Alcuni giorni dopo il mio rientro in Italia, mi è arrivata la notizia della morte di Peter. Mi sono sentito profondamente turbato dalla mia impotenza di fronte alla sua scelta e dalla domanda se avessi fatto abbastanza per testimoniare la bellezza della vita, il senso che può avere l’offerta del dolore e della malattia per i propri cari. Durante una cena della casa in cui vivo con i fratelli del mio anno di seminario, ho esposto questo mio turbamento. Uno di loro mi ha indicato in maniera paziente, quasi paterna, quanto fosse sbagliato il concetto di libertà che attribuivo alla decisone di Peter. La libertà – mi ha detto – non consiste nel poter fare ciò che lo Stato acconsente ma nella adesione al Bene e al Vero. Tutti poi mi hanno fatto delle domande per capire che cosa avevo effettivamente fatto, o meno, per essere testimone di questo Bene. Mi sono sentito pienamente amato e il mio cuore si è riempito di una gratitudine immensa. È stato come essere preso per mano da questi fratelli e accompagnato nel mio intimo, cioè al fondo delle ragioni del mio turbamento.

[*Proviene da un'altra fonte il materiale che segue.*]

use std::{path::Path, time::Duration};

use anyhow::Context;
use serde::{Deserialize, Serialize};

use crate::{course::tree::DEFAULT_LESSONS_PER_MODULE, enrollment::RetryPolicy};

#[derive(Debug, Clone, Default, Serialize, Deserialize)]
#[serde(default)]
pub struct Config {
    pub api: ApiConfig,
    pub retry: RetryConfig,
    pub tree: TreeConfig,
    pub sessions: SessionsConfig,
}

#[derive(Clone, Serialize, Deserialize)]
#[serde(default)]
pub struct ApiConfig {
    pub base_url: String,
    /// Bearer token handed to the HTTP backend, never read by the engine itself
    pub token: Option<String>,
    pub request_timeout_ms: u64,
}

impl std::fmt::Debug for ApiConfig {
    fn fmt(&self, f: &mut std::fmt::Formatter<'_>) -> std::fmt::Result {
        f.debug_struct("ApiConfig")
            .field("base_url", &self.base_url)
            .field("token", &self.token.as_ref().map(|_| "***"))
            .field("request_timeout_ms", &self.request_timeout_ms)
            .finish()
    }
}

impl Default for ApiConfig {
    fn default() -> Self {
        Self {
            base_url: "http://127.0.0.1:8080/api".to_string(),
            token: None,
            request_timeout_ms: 10_000,
        }
    }
}

#[derive(Debug, Clone, Serialize, Deserialize)]
#[serde(default)]
pub struct RetryConfig {
    pub interval_ms: u64,
    pub max_attempts: u32,
}

impl Default for RetryConfig {
    fn default() -> Self {
        Self {
            interval_ms: 2_000,
            max_attempts: 10,
        }
    }
}

#[derive(Debug, Clone, Serialize, Deserialize)]
#[serde(default)]
pub struct TreeConfig {
    /// Block size for lessons that carry no module id
    pub lessons_per_module: i64,
}

impl Default for TreeConfig {
    fn default() -> Self {
        Self {
            lessons_per_module: DEFAULT_LESSONS_PER_MODULE,
        }
    }
}

#[derive(Debug, Clone, Serialize, Deserialize)]
#[serde(default)]
pub struct SessionsConfig {
    pub capacity: u64,
    pub idle_minutes: u64,
}

impl Default for SessionsConfig {
    fn default() -> Self {
        Self {
            capacity: 1000,
            idle_minutes: 30,
        }
    }
}

impl Config {
    /// Load from a toml file, then apply environment overrides.
    pub fn load(path: impl AsRef<Path>) -> anyhow::Result<Self> {
        let path = path.as_ref();
        let content = std::fs::read_to_string(path)
            .with_context(|| format!("read config {}", path.display()))?;
        let mut config = toml::from_str::<Config>(&content)
            .with_context(|| format!("parse config {}", path.display()))?;
        config.apply_env()?;
        Ok(config)
    }

    /// Defaults plus environment overrides, for running without a config file.
    pub fn from_env() -> anyhow::Result<Self> {
        let mut config = Config::default();
        config.apply_env()?;
        Ok(config)
    }

    fn apply_env(&mut self) -> anyhow::Result<()> {
        let _ = dotenvy::dotenv();
        if let Ok(base_url) = dotenvy::var("COURSE_API_BASE_URL") {
            self.api.base_url = base_url;
        }
        if let Ok(token) = dotenvy::var("COURSE_API_TOKEN") {
            self.api.token = Some(token);
        }
        if let Ok(timeout) = dotenvy::var("COURSE_REQUEST_TIMEOUT_MS") {
            self.api.request_timeout_ms = timeout
                .parse()
                .with_context(|| format!("invalid COURSE_REQUEST_TIMEOUT_MS: {timeout}"))?;
        }
        self.validate()
    }

    fn validate(&self) -> anyhow::Result<()> {
        anyhow::ensure!(self.api.request_timeout_ms > 0, "request timeout must be positive");
        anyhow::ensure!(self.retry.max_attempts > 0, "retry.max_attempts must be at least 1");
        anyhow::ensure!(
            self.tree.lessons_per_module > 0,
            "tree.lessons_per_module must be positive"
        );
        Ok(())
    }

    pub fn request_timeout(&self) -> Duration {
        Duration::from_millis(self.api.request_timeout_ms)
    }

    pub fn retry_policy(&self) -> RetryPolicy {
        RetryPolicy {
            interval: Duration::from_millis(self.retry.interval_ms),
            max_attempts: self.retry.max_attempts,
        }
    }

    pub fn session_idle(&self) -> Duration {
        Duration::from_secs(self.sessions.idle_minutes * 60)
    }
}
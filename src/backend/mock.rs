use std::{
    collections::VecDeque,
    sync::atomic::{AtomicBool, AtomicUsize, Ordering},
    time::Duration,
};

use async_trait::async_trait;
use parking_lot::Mutex;

use super::{CourseBackend, RemoteCompletion, RemoteEnrollment, RemoteProgress, RemoteStatus};
use crate::{
    course::{Course, CourseId, EnrollmentId, LearnerId, Lesson, LessonId},
    error::{Error, Result},
};

/// Canned answer for one enrollment check.
#[derive(Debug, Clone, Copy, PartialEq)]
pub enum Scripted {
    Enrolled(EnrollmentId, f64),
    Completed(EnrollmentId),
    NotEnrolled,
    Fail,
    Hang,
}

/// In-memory collaborator with call counters.
pub struct MockBackend {
    pub lessons: Vec<Lesson>,
    pub completed: Vec<LessonId>,
    script: Mutex<VecDeque<Scripted>>,
    fallback: Scripted,
    pub enrollment_calls: AtomicUsize,
    pub progress_calls: AtomicUsize,
    pub complete_calls: AtomicUsize,
    pub fail_progress: AtomicBool,
    pub fail_complete: AtomicBool,
    /// Server-side recalculated percentage, otherwise the sent value is echoed
    pub remote_percentage: Mutex<Option<f64>>,
    pub sent_percentages: Mutex<Vec<u8>>,
    progress_delay: Duration,
    in_flight: AtomicUsize,
    pub max_in_flight: AtomicUsize,
}

impl MockBackend {
    pub fn new(lessons: Vec<Lesson>, fallback: Scripted) -> Self {
        Self {
            lessons,
            completed: vec![],
            script: Mutex::new(VecDeque::new()),
            fallback,
            enrollment_calls: AtomicUsize::new(0),
            progress_calls: AtomicUsize::new(0),
            complete_calls: AtomicUsize::new(0),
            fail_progress: AtomicBool::new(false),
            fail_complete: AtomicBool::new(false),
            remote_percentage: Mutex::new(None),
            sent_percentages: Mutex::new(vec![]),
            progress_delay: Duration::ZERO,
            in_flight: AtomicUsize::new(0),
            max_in_flight: AtomicUsize::new(0),
        }
    }

    /// Answers used before falling back to the default.
    pub fn with_script(self, script: impl IntoIterator<Item = Scripted>) -> Self {
        self.script.lock().extend(script);
        self
    }

    pub fn with_completed(mut self, completed: Vec<LessonId>) -> Self {
        self.completed = completed;
        self
    }

    pub fn with_progress_delay(mut self, delay: Duration) -> Self {
        self.progress_delay = delay;
        self
    }

    pub fn enrollment_calls(&self) -> usize {
        self.enrollment_calls.load(Ordering::SeqCst)
    }

    pub fn progress_calls(&self) -> usize {
        self.progress_calls.load(Ordering::SeqCst)
    }

    pub fn complete_calls(&self) -> usize {
        self.complete_calls.load(Ordering::SeqCst)
    }
}

#[async_trait]
impl CourseBackend for MockBackend {
    async fn course(&self, course_id: CourseId) -> Result<Course> {
        Ok(Course {
            id: course_id,
            title: format!("Course {course_id}"),
            instructor_id: 1,
            total_duration_seconds: self.lessons.iter().map(|l| l.duration_seconds).sum(),
        })
    }

    async fn lessons(&self, _course_id: CourseId) -> Result<Vec<Lesson>> {
        Ok(self.lessons.clone())
    }

    async fn enrollment(
        &self,
        _course_id: CourseId,
        _learner_id: LearnerId,
    ) -> Result<RemoteEnrollment> {
        self.enrollment_calls.fetch_add(1, Ordering::SeqCst);
        let answer = self.script.lock().pop_front().unwrap_or(self.fallback);
        let not_enrolled = RemoteEnrollment {
            is_enrolled: false,
            enrollment_id: None,
            progress_percentage: 0.0,
            status: None,
            completed_at: None,
        };
        match answer {
            Scripted::Enrolled(id, progress) => Ok(RemoteEnrollment {
                is_enrolled: true,
                enrollment_id: Some(id),
                progress_percentage: progress,
                status: Some(RemoteStatus::Active),
                ..not_enrolled
            }),
            Scripted::Completed(id) => Ok(RemoteEnrollment {
                is_enrolled: true,
                enrollment_id: Some(id),
                progress_percentage: 100.0,
                status: Some(RemoteStatus::Completed),
                ..not_enrolled
            }),
            Scripted::NotEnrolled => Ok(not_enrolled),
            Scripted::Fail => Err(Error::NetworkFailure("connection reset".to_string())),
            Scripted::Hang => std::future::pending().await,
        }
    }

    async fn completed_lessons(&self, _enrollment_id: EnrollmentId) -> Result<Vec<LessonId>> {
        Ok(self.completed.clone())
    }

    async fn update_progress(
        &self,
        _enrollment_id: EnrollmentId,
        percentage: u8,
    ) -> Result<RemoteProgress> {
        self.progress_calls.fetch_add(1, Ordering::SeqCst);
        let fail = self.fail_progress.load(Ordering::SeqCst);
        let now = self.in_flight.fetch_add(1, Ordering::SeqCst) + 1;
        self.max_in_flight.fetch_max(now, Ordering::SeqCst);
        if !self.progress_delay.is_zero() {
            tokio::time::sleep(self.progress_delay).await;
        }
        self.in_flight.fetch_sub(1, Ordering::SeqCst);
        self.sent_percentages.lock().push(percentage);
        if fail {
            return Err(Error::NetworkFailure("progress endpoint unavailable".to_string()));
        }
        let progress_percentage = self
            .remote_percentage
            .lock()
            .unwrap_or(f64::from(percentage));
        Ok(RemoteProgress {
            progress_percentage,
        })
    }

    async fn complete_enrollment(&self, _enrollment_id: EnrollmentId) -> Result<RemoteCompletion> {
        self.complete_calls.fetch_add(1, Ordering::SeqCst);
        if self.fail_complete.load(Ordering::SeqCst) {
            return Err(Error::NetworkFailure("complete endpoint unavailable".to_string()));
        }
        Ok(RemoteCompletion {
            status: RemoteStatus::Completed,
        })
    }
}
use std::{future::Future, path::PathBuf, time::Duration};

use tracing_subscriber::EnvFilter;

use crate::error::{Error, Result};

/// Current time, UTC
pub fn now() -> time::OffsetDateTime {
    time::OffsetDateTime::now_utc()
}

/// Run a remote call with a hard deadline, an elapsed deadline becomes [`Error::Timeout`].
pub async fn with_timeout<T>(
    timeout: Duration,
    fut: impl Future<Output = Result<T>>,
) -> Result<T> {
    match tokio::time::timeout(timeout, fut).await {
        Ok(result) => result,
        Err(_) => Err(Error::Timeout(timeout)),
    }
}

/// 初始化日志
pub fn init_log(log: Option<PathBuf>) -> tracing_appender::non_blocking::WorkerGuard {
    let subscriber_builder = tracing_subscriber::fmt::Subscriber::builder()
        .with_env_filter(EnvFilter::try_from_default_env().unwrap_or_else(|_| "info".into()))
        .with_ansi(false)
        .with_file(true)
        .with_line_number(true)
        .with_thread_names(true);
    let (non_blocking, guard) = if let Some(log) = log {
        // output to file，daily rotate, non-blocking
        if !log.is_dir() {
            panic!("log path is not a directory");
        }
        let file_appender = tracing_appender::rolling::daily(log, "course_engine.log");
        tracing_appender::non_blocking(file_appender)
    } else {
        // stderr, stdout carries command output
        tracing_appender::non_blocking(std::io::stderr())
    };
    tracing::subscriber::set_global_default(
        subscriber_builder.with_writer(non_blocking).finish(),
    )
    .expect("init log failed");
    guard
}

Ho visto in modo potente che non c’è niente, nessuna mancanza o peccato, che non possa essere consegnato in casa. Da questa scoperta, proviene una grande pace in cui il mio cuore può davvero riposare: non perché tutto sia andato bene (credo che avrei potuto fare di più) ma perché non sono solo. Qualsiasi cosa succeda, posso affidare tutto a questi volti che Dio mi ha donato come fratelli e che mi accompagnano in ogni fatica. La casa diventa così il luogo della nostra guarigione.

 

(Nell’immagine, una veduta di Colonia, Germania).